§ WORK ITEM: Scan each line of the entries below for the word "unwrap" and count the ones where it appears. The answer is that number alone.

§ STUDY MATERIAL:
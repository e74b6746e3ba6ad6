#![allow(clippy::too_many_arguments)]

//! # Protest - Property-Based Testing for Rust
//!
//! Protest is a property-based testing engine: compose sampling domains,
//! quantify a predicate over them with `ForAll`/`Exists`, and run the
//! resulting property to its first counterexample.
//!
//! Shrinking, size-directed generation, parallel sample evaluation,
//! persistent corpora, CLI test discovery, and pretty-printed reporting are
//! all out of scope here — this crate is the domain algebra, the
//! quantifier tree, and the runner underneath those.
//!
//! ## Quick Start
//!
//! ```rust
//! use protest::domain::DomainExt;
//! use protest::primitives::Int;
//! use protest::property::PropertyBuilder;
//! use protest::test_runner::TestRunner;
//! use protest::value::Env;
//! use protest::rng::PrngHandle;
//!
//! let property = PropertyBuilder::infallible_predicate(|env| {
//!     let x = env.get("x").unwrap().as_int().unwrap();
//!     x + x == 2 * x
//! })
//! .for_all_n("x", Int::new(-1000, 1000).unwrap().erase(), 200)
//! .build();
//!
//! let rng = PrngHandle::new(42);
//! let result = TestRunner::run(&*property, &Env::new(), &rng);
//! assert!(result.passed());
//! ```

pub mod collections;
pub mod config;
pub mod domain;
pub mod error;
pub mod primitives;
pub mod property;
pub mod quantifier;
pub mod rng;
pub mod test_runner;
pub mod value;

pub use config::{TestConfig, DEFAULT_MAX_DEPTH, DEFAULT_N_SAMPLES};
pub use domain::{recursive, AnyDomain, Domain, DomainBinding, DomainExpr, DomainExt, RecSelf, Union};
pub use error::{ConfigError, EvalError, PredicateError};
pub use primitives::{Boolean, Char, Coding, Int, Name, Singleton, Str};
pub use property::PropertyBuilder;
pub use quantifier::{Exists, ForAll, Outcome, Predicate, PropertyNode};
pub use rng::{DefaultRngProvider, Prng, PrngHandle, RngProvider};
pub use test_runner::{PropertyRunResult, RunSummary, TestRunner};
pub use value::{Env, Value, VarName};

#[cfg(test)]
mod tests {
    use super::*;

    #[test]
    fn test_config_defaults() {
        let cfg = TestConfig::default();
        assert_eq!(cfg.default_n_samples, DEFAULT_N_SAMPLES);
        assert_eq!(cfg.default_max_depth, DEFAULT_MAX_DEPTH);
        assert!(cfg.seed.is_none());
    }

    #[test]
    fn public_api_builds_and_runs_a_passing_property() {
        let property = PropertyBuilder::infallible_predicate(|env| {
            env.get("x").unwrap().as_int().unwrap() >= -1_000_000
        })
        .for_all_n("x", Int::new(-10, 10).unwrap().erase(), 50)
        .build();

        let rng = PrngHandle::new(7);
        let result = TestRunner::run(&*property, &Env::new(), &rng);
        assert!(result.passed());
    }

    #[test]
    fn public_api_union_of_primitive_domains() {
        let combined = Boolean::new().erase() | Int::new(0, 3).unwrap().erase();
        let rng = PrngHandle::new(5);
        let samples: Vec<_> = combined.canonical(&rng).take(20).collect();
        assert_eq!(samples.len(), 20);
        assert!(samples.iter().all(|s| s.is_ok()));
    }

    #[test]
    fn public_api_exists_over_exhaustible_domain() {
        let property = PropertyBuilder::infallible_predicate(|env| {
            env.get("x").unwrap().as_bool().unwrap()
        })
        .exists("x", Boolean::new().erase())
        .unwrap()
        .build();

        let rng = PrngHandle::new(1);
        let result = TestRunner::run(&*property, &Env::new(), &rng);
        assert!(result.passed());
    }
}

§ RESPONSE TO THE TASK: 7